The May 14th, 2018 release of The Bloodthirsty Trilogy by U.K. based indie distributor Arrow Films is a sublime weaving together of classic gothic horror and Japanese genre cinema all rolled into one. The films come out of Japan's Toho Studios, whose response to the runaway success of the British and American gothic horror films of the sixties resulted in this delightful trio of films - The Vampire Doll, Lake of Dracula, and Evil of Dracula.
The Vampire Doll centers around a young man who goes missing after visiting his girlfriend's isolated country home. His sister and her boyfriend trace him to a creepy mansion, but their search becomes a perilous one when they uncover a gruesome family history.
Lake of Dracula begins with a young girl suffering a terrifying nightmare about a vampire with blazing golden eyes. 18 years later, the dream is revealed to be a hellish prophecy when a strange package containing an empty coffin mysteriously turn up at a nearby lake.
In the final film, Evil of Dracula, a professor takes up a new post at an all-girls school only to discover the school's principal bears a dark secret and the students are in grave danger.
All three films are directed by Michio Yamamoto and emphasize atmosphere and style over substance, an approach not uncommon to the horror genre and, at least in this case, an approach that pays off richly with classic images of dark thunderous nights, ghostly mansions and bloody fangs to be seen in abundance. Yamamoto, who passed away in 2004, worked alongside the legendary Akira Kurosawa as an assistant director on Throne of Blood and collaborated multiple times with Kihachi Okamoto.
While Yamamoto emphasizes style and atmosphere, this is not to say that the dialogue is irrelevant.

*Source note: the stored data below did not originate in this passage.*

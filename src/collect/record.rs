//! Normalized repository records and the repos.csv layout

use crate::Result;
use crate::github::SearchItem;
use ohno::IntoAppError;
use serde::Serialize;
use std::fs::File;
use std::io::Write;
use std::path::Path;

/// Column order of repos.csv; must match the field order of [`RepoRecord`]
pub const CSV_COLUMNS: [&str; 22] = [
    "id",
    "name",
    "full_name",
    "html_url",
    "description",
    "language",
    "stargazers_count",
    "forks_count",
    "open_issues_count",
    "watchers_count",
    "created_at",
    "updated_at",
    "pushed_at",
    "size",
    "default_branch",
    "license_spdx_id",
    "owner_login",
    "owner_type",
    "private",
    "archived",
    "releases_count",
    "age_years",
];

/// One flattened repository record, immutable once enriched
#[derive(Debug, Clone, PartialEq, Serialize)]
pub struct RepoRecord {
    pub id: Option<u64>,
    pub name: Option<String>,
    pub full_name: Option<String>,
    pub html_url: Option<String>,
    pub description: String,
    pub language: Option<String>,
    pub stargazers_count: Option<u64>,
    pub forks_count: Option<u64>,
    pub open_issues_count: Option<u64>,
    pub watchers_count: Option<u64>,
    pub created_at: Option<String>,
    pub updated_at: Option<String>,
    pub pushed_at: Option<String>,
    pub size: Option<u64>,
    pub default_branch: Option<String>,
    pub license_spdx_id: Option<String>,
    pub owner_login: Option<String>,
    pub owner_type: Option<String>,
    pub private: Option<bool>,
    pub archived: Option<bool>,
    pub releases_count: Option<u64>,
    pub age_years: Option<f64>,
}

impl RepoRecord {
    /// Flatten a raw search item. Absent fields map to `None`; the nested
    /// license and owner sub-objects are unwrapped; the description is
    /// scrubbed of line breaks for CSV safety. Never fails.
    #[must_use]
    pub fn from_search_item(item: &SearchItem) -> Self {
        Self {
            id: item.id,
            name: item.name.clone(),
            full_name: item.full_name.clone(),
            html_url: item.html_url.clone(),
            description: scrub_description(item.description.as_deref().unwrap_or_default()),
            language: item.language.clone(),
            stargazers_count: item.stargazers_count,
            forks_count: item.forks_count,
            open_issues_count: item.open_issues_count,
            watchers_count: item.watchers_count,
            created_at: item.created_at.clone(),
            updated_at: item.updated_at.clone(),
            pushed_at: item.pushed_at.clone(),
            size: item.size,
            default_branch: item.default_branch.clone(),
            license_spdx_id: item.license.as_ref().and_then(|l| l.spdx_id.clone()),
            owner_login: item.owner.as_ref().and_then(|o| o.login.clone()),
            owner_type: item.owner.as_ref().and_then(|o| o.kind.clone()),
            private: item.private,
            archived: item.archived,
            releases_count: None,
            age_years: None,
        }
    }
}

/// Replace each carriage return and newline with a single space.
/// This is CSV safety, not semantic cleaning.
fn scrub_description(description: &str) -> String {
    description.replace(['\r', '\n'], " ")
}

/// Write all records to `path` in one shot, UTF-8 with a byte-order mark so
/// spreadsheet tools pick the right encoding.
pub fn write_csv(records: &[RepoRecord], path: &Path) -> Result<()> {
    let mut file = File::create(path).into_app_err_with(|| format!("creating '{}'", path.display()))?;
    file.write_all(b"\xEF\xBB\xBF")?;

    let mut writer = csv::WriterBuilder::new().has_headers(false).from_writer(file);
    writer.write_record(CSV_COLUMNS)?;
    for record in records {
        writer.serialize(record)?;
    }
    writer.flush()?;

    Ok(())
}
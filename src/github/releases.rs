//! Release-count resolver
//!
//! Determines how many published releases a repository has without walking
//! the whole listing: requesting one release per page makes the `Link`
//! header's `rel="last"` page number equal to the release count.

use super::client::{ApiResult, Client};
use crate::Result;
use core::time::Duration;
use ohno::bail;
use reqwest::header::LINK;
use url::Url;

const LOG_TARGET: &str = " releases";

/// Resolve the total number of published releases for a repository.
///
/// - 404 means the repository has no release data we can reach; that counts
///   as zero rather than an error.
/// - A rate-limited response gets one fixed-backoff retry, after which any
///   non-success is fatal.
/// - If the `Link` header is missing or unparseable, fall back to counting
///   the items in the returned page (accurate only when the total is <= 1).
pub async fn resolve_release_count(client: &Client, owner: &str, repo: &str, backoff: Duration) -> Result<u64> {
    let url = format!("{}/repos/{owner}/{repo}/releases?per_page=1&page=1", client.base_url());

    let resp = match client.get(&url).await {
        ApiResult::Success(resp) => resp,
        ApiResult::NotFound => return Ok(0),
        ApiResult::RateLimited(info) => {
            if let Some(info) = info {
                log::debug!(
                    target: LOG_TARGET,
                    "Rate limited listing releases for '{owner}/{repo}': {} remaining, resets at {}",
                    info.remaining,
                    info.reset_at
                );
            }
            log::info!(target: LOG_TARGET, "Backing off {}ms before retrying '{owner}/{repo}'", backoff.as_millis());
            tokio::time::sleep(backoff).await;

            match client.get(&url).await {
                ApiResult::Success(resp) => resp,
                ApiResult::NotFound => return Ok(0),
                ApiResult::RateLimited(_) => {
                    bail!("release listing for '{owner}/{repo}' still rate limited after retry")
                }
                ApiResult::Failed(e) => return Err(e),
            }
        }
        ApiResult::Failed(e) => return Err(e),
    };

    let link_header = resp.headers().get(LINK).and_then(|h| h.to_str().ok()).map(str::to_owned);

    let items: Vec<serde_json::Value> = match resp.json().await {
        Ok(items) => items,
        Err(e) => bail!("could not parse release listing for '{owner}/{repo}': {e}"),
    };

    if let Some(count) = link_header.as_deref().and_then(last_page_number) {
        return Ok(count);
    }

    Ok(items.len() as u64)
}

/// Extract the `page` query parameter of the `rel="last"` link relation.
///
/// Returns `None` on any parse failure so the caller can fall back to
/// counting page items.
fn last_page_number(link_header: &str) -> Option<u64> {
    let last_part = link_header.split(',').find(|part| part.contains(r#"rel="last""#))?;
    let raw_url = last_part.split(';').next()?.trim().strip_prefix('<')?.strip_suffix('>')?;
    let url = Url::parse(raw_url).ok()?;
    let (_, page) = url.query_pairs().find(|(key, _)| key == "page")?;
    page.parse().ok()
}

The Vampire Doll, is a rarity among horror in that it's also rather sublimely written. From the film's opening shot, it's clear that Yakamoto models himself after the masters, especially Hitchcock, and The Vampire Doll is compelling to watch from beginning to end. Yamamoto directs with a detached sophistication, the film's familiar staging often giving away to greater tension and thrills than you may be expecting.
Lake of Dracula is the weakest film of the trilogy, an atmospheric film that covers no new ground in its approximately 80 minute running time without the extras included here. The film has a few chills and thrills, but for the most part the film follows the formula so completely that you can't help but know what's going on and where it's going to end. It's an intriguing film given Japan's historical leaning toward more supernatural horror, but this classic gothicism definitely is a sign that Yamamoto wasn't just interested in being a copycat director.
In Evil of Dracula, Toshio Kurosawa is Professor Shiraki, who believes himself to be entering a rather normal situation as upcoming principal at a boarding school before his arrival reveals the eerie secrets of the principal he's replacing. Evil of Dracula practically bathes itself in the blood of the Hammer films, a fact that is initially a little jarring considering we're sitting there watching what amounts to as a Japanese horror film. While the Japanese film industry has certainly mastered horror, regularly serving up some of the year's best indie and studio horror, Evil of Dracula is sort of an early experience of that transition and you can see Yamamoto feeling his way around the genre. At its best, Evil of Dracula is a compelling and rather horrifying gothic horror...at its weakest, it's a formulaic, occasionally unfinished horror that plays out as sort of an entry level horror.